第一章 幸助の話-22
※本作は 文芸社より2026年3月に書籍化 されます。
応援してくださる皆さまのおかげです。ありがとうございます。
30歳のとき、僕の人生は音を立てて崩れた。
母のくも膜下出血による介護、うつ、解雇、転職失敗。
どれかひとつでも重いのに、一度に全部が襲ってきた。
それでも――
毎日「1日20分だけ」書くことを続けた。
この作品は、
人生のどん底に落ちた男が、
どうやってもう一度立ち上がったのかという、
“再生の記録” です。
読んでくださるあなたの人生が、
少しでも軽くなるなら、それ以上の幸せはありません。
日々、「二十分の執筆活動」を地道に継続した。三十分では少し長い気がするし、十分では少ししか進まないので完成まで時間がかかってしまう。二十分は絶妙な時間設定だと思った。遅くまで仕事をしていても、二十分くらいであれば、なんとか確保できる。幸助は、なるべく気持ちよく作業できるよう、好きな音楽をかけながら執筆活動を続けた。
結果としてはそれが功を奏したのだと思う。毎日たとえ二十分だとしても、毎日の積み重ねは大きい。一週間もすると、一万字程度は執筆できていた。また、二十分と時間制限をすることで、集中して作業ができ、質も高まった気がする。
幸助が考えていた以上に執筆活動は続いた。日に日に書きたいというモチベーションが湧いてくる。そして、日中に漠然と平日考えていたことを夜な夜な執筆に生かすことができた。
「夢」は自分の工夫次第で誰でも叶えられる――幸助は自然とそう思うようになっていった。
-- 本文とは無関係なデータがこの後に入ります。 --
//! Impact flashes: fire-and-forget glow bursts at collision points.
//!
//! These are presentation-only entities: the simulation core emits
//! [`CollisionEvent`] and never looks at them again.  Each flash owns its
//! age, grows while fading with a quadratic ease-out, and despawns itself
//! when its lifetime runs out.
//!
//! A single shared sphere mesh ([`FlashMesh`]) is created at startup; each
//! flash receives its own material so its alpha and emissive strength can be
//! faded individually.

use crate::config::SimConfig;
use crate::gravity::CollisionEvent;
use bevy::prelude::*;

// ── Resources ─────────────────────────────────────────────────────────────────

/// Shared sphere mesh used by all flash entities (created once at startup).
#[derive(Resource)]
pub struct FlashMesh(pub Handle<Mesh>);

// ── Component ─────────────────────────────────────────────────────────────────

/// Short-lived glow burst at an impact point.
///
/// After spawning, `attach_flash_mesh_system` inserts the `Mesh3d` /
/// `MeshMaterial3d` pair and records the material handle; `flash_update_system`
/// then grows, fades, and eventually despawns it.
#[derive(Component)]
pub struct ImpactFlash {
    /// Time alive so far (s).
    pub age: f32,
    /// Total lifetime (s); the entity despawns when `age >= lifetime`.
    pub lifetime: f32,
    /// This flash's unique material, written by `attach_flash_mesh_system`.
    pub material: Option<Handle<StandardMaterial>>,
}

// ── Plugin ────────────────────────────────────────────────────────────────────

pub struct EffectsPlugin;

impl Plugin for EffectsPlugin {
    fn build(&self, app: &mut App) {
        app.add_systems(Startup, init_flash_mesh).add_systems(
            Update,
            (
                spawn_impact_flash_system,
                attach_flash_mesh_system,
                flash_update_system,
            )
                .chain(),
        );
    }
}

// ── Startup system ────────────────────────────────────────────────────────────

fn init_flash_mesh(mut commands: Commands, mut meshes: ResMut<Assets<Mesh>>) {
    let handle = meshes.add(Sphere::new(0.3));
    commands.insert_resource(FlashMesh(handle));
}

// ── Update systems ────────────────────────────────────────────────────────────

/// Spawn one flash per collision event at the recorded impact position.
pub fn spawn_impact_flash_system(
    mut commands: Commands,
    config: Res<SimConfig>,
    mut collisions: MessageReader<CollisionEvent>,
) {
    for collision in collisions.read() {
        commands.spawn((
            ImpactFlash {
                age: 0.0,
                lifetime: config.flash_lifetime,
                material: None,
            },
            Transform::from_translation(collision.position),
            Visibility::default(),
        ));
    }
}

/// Attach the shared mesh and a unique material to every new flash.
///
/// Uses [`Added<ImpactFlash>`] so steady-state flashes cost nothing here.
pub fn attach_flash_mesh_system(
    mut commands: Commands,
    flash_mesh: Res<FlashMesh>,
    mut materials: ResMut<Assets<StandardMaterial>>,
    mut query: Query<(Entity, &mut ImpactFlash), Added<ImpactFlash>>,
) {
    for (entity, mut flash) in query.iter_mut() {
        let handle = materials.add(StandardMaterial {
            base_color: Color::srgba(1.0, 0.75, 0.25, 1.0),
            emissive: LinearRgba::rgb(6.0, 3.5, 0.8),
            alpha_mode: AlphaMode::Blend,
            unlit: true,
            ..default()
        });
        flash.material = Some(handle.clone());
        commands
            .entity(entity)
            .insert((Mesh3d(flash_mesh.0.clone()), MeshMaterial3d(handle)));
    }
}

/// Grow each flash, fade it with a quadratic ease-out, and despawn expired
/// ones.
pub fn flash_update_system(
    mut commands: Commands,
    time: Res<Time>,
    mut materials: ResMut<Assets<StandardMaterial>>,
    mut query: Query<(Entity, &mut Transform, &mut ImpactFlash)>,
) {
    let dt = time.delta_secs();

    for (entity, mut transform, mut flash) in query.iter_mut() {
        flash.age += dt;

        if flash.age >= flash.lifetime {
            commands.entity(entity).despawn();
            continue;
        }

        let t = flash.age / flash.lifetime; // 0 → 1
        let fade = (1.0 - t).powi(2);
        transform.scale = Vec3::splat(1.0 + 2.5 * t);

        if let Some(ref handle) = flash.material {
            if let Some(material) = materials.get_mut(handle) {
                material.base_color = Color::srgba(1.0, 0.75, 0.25, fade);
                material.emissive = LinearRgba::rgb(6.0 * fade, 3.5 * fade, 0.8 * fade);
            }
        }
    }
}
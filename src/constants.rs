//! Centralised simulation and camera constants.
//!
//! All tuneable values live here so they can be found, reasoned-about, and
//! modified in one place without source-diving across multiple modules.
//! [`crate::config::SimConfig`] mirrors every constant in this file and can
//! override any of them from `assets/sim.toml` without recompiling.

// ── Orbital Motion ────────────────────────────────────────────────────────────

/// Base angular rate (rad/s) shared by every planet before the per-orbit
/// slowdown is applied.
///
/// A planet's effective rate is `BASE_ANGULAR_RATE / sqrt(orbit_radius)`, so
/// inner planets visibly outpace outer ones.  At 0.3, Mercury (orbit 6)
/// completes a revolution in roughly 50 s.
pub const BASE_ANGULAR_RATE: f32 = 0.3;

/// Cosmetic self-rotation rate for planets (rad/s about local +Y).
pub const PLANET_SPIN_RATE: f32 = 0.12;

/// Cosmetic self-rotation rate for the sun.  Slower than the planets so the
/// surface drift reads as mass rather than spin.
pub const SUN_SPIN_RATE: f32 = 0.06;

// ── Probe Gravity ─────────────────────────────────────────────────────────────

/// Gravity strength constant applied to every body's pull on a probe.
///
/// Higher values bend probe trajectories harder.  Tested range: 0.2–2.0.
/// At 0.5 a probe launched tangentially near Earth's orbit loops the sun in
/// a handful of seconds without immediately plunging in.
pub const GRAVITY_CONST: f32 = 0.5;

/// Probe-to-body distances below this value are clamped before the
/// inverse-square division.
///
/// Without the clamp a probe grazing a body's centre would receive a
/// near-infinite acceleration and its position would go NaN.  Collision
/// radii are all larger than this, so the clamp only matters for the single
/// frame in which a collision is detected.
pub const MIN_GRAVITY_DIST: f32 = 0.25;

/// Probes farther than this from the origin are removed.
///
/// Escaping probes would otherwise accumulate forever; this is the outer
/// lifetime bound.  Far outside `MAX_CAMERA_DISTANCE` so removal is never
/// visible.
pub const PARTICLE_CULL_DISTANCE: f32 = 400.0;

/// Distance in front of the camera at which a probe is launched.
pub const SPAWN_DISTANCE: f32 = 6.0;

/// Initial probe speed (world units/s), directed perpendicular to the
/// launch ray.
pub const SPAWN_SPEED: f32 = 3.5;

// ── Camera: Free Orbit ────────────────────────────────────────────────────────

/// Radians of camera rotation per pixel of pointer drag.
pub const ROTATION_SPEED: f32 = 0.002;

/// Orbit-radius change (world units) per mouse-wheel line.
pub const ZOOM_STEP: f32 = 2.0;

/// Orbit-radius change per pixel of pinch-distance change on touch screens.
pub const PINCH_ZOOM_FACTOR: f32 = 0.1;

/// Closest the camera may orbit to the pivot.  Keeps the near plane outside
/// the sun's surface.
pub const MIN_CAMERA_DISTANCE: f32 = 5.0;

/// Farthest the camera may orbit from the pivot.
pub const MAX_CAMERA_DISTANCE: f32 = 100.0;

/// Default camera position, restored whenever a follow is released.
pub const DEFAULT_CAMERA_POS: [f32; 3] = [20.0, 10.0, 20.0];

// ── Camera: Follow / Return ───────────────────────────────────────────────────

/// Viewing offset from a followed body's position.
pub const FOLLOW_OFFSET: [f32; 3] = [0.0, 2.0, 5.0];

/// Per-frame interpolation factor for follow and return animation.
///
/// This is an exponential approach (5 % of the remaining distance each
/// rendered frame), not a fixed-duration tween, and is deliberately not
/// dt-corrected: the feel was tuned against a 60 Hz frame loop and the
/// difference is imperceptible at common refresh rates.
pub const FOLLOW_LERP: f32 = 0.05;

/// Distance from the default pose below which a returning camera snaps back
/// to free-orbit control.
pub const RETURN_EPSILON: f32 = 0.1;

// ── Input ─────────────────────────────────────────────────────────────────────

/// Maximum finger travel (pixels) for a touch to still count as a tap
/// (selection / launch) rather than a drag (orbit).
pub const TAP_MAX_DRAG_PX: f32 = 10.0;

// ── Presentation ──────────────────────────────────────────────────────────────

/// Number of background stars scattered at startup.
pub const STAR_COUNT: usize = 3000;

/// Half-extent of the cube the stars are scattered in.
pub const STAR_SPREAD: f32 = 500.0;

/// Font size for HUD text.
pub const HUD_FONT_SIZE: f32 = 15.0;

/// Number of lines retained in the collision log.
pub const COLLISION_LOG_LINES: usize = 6;

/// Lifetime (s) of the glow flash spawned at an impact point.
pub const FLASH_LIFETIME: f32 = 0.45;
次はホラーを書いてみようか、それともRPGのような世界観の小説に挑戦してみようか――幸助の頭の中には、アイディアが溢れんばかりに広がっていた。現在は、時間制限はあるものの、サラリーマンとして働きながら「二十分執筆」を続ける方が、むしろ良いアイディアが浮かぶかもしれないとも捉えられるかもしれない。
もちろん、厳しい世界で、素人の自分が結果を出せるのかどうかは分からない。それでも幸助は、淡々と、地道に執筆活動を続けていく。
やがて、少しずつ、「小説家になる」という夢が、現実のものと捉えられるようになっていった。書き始めた頃は「とりあえずやってみよう」くらいの軽い気持ちだった。それがいつの間にか、「絶対に小説家になってやる」という強い決意へと変わっていた。
あとは、平日の仕事にどれだけ耐えられるかどうかだ。
――でも俺は知らなかった。この二十分が、俺の人生を完全に変えることになるなんて。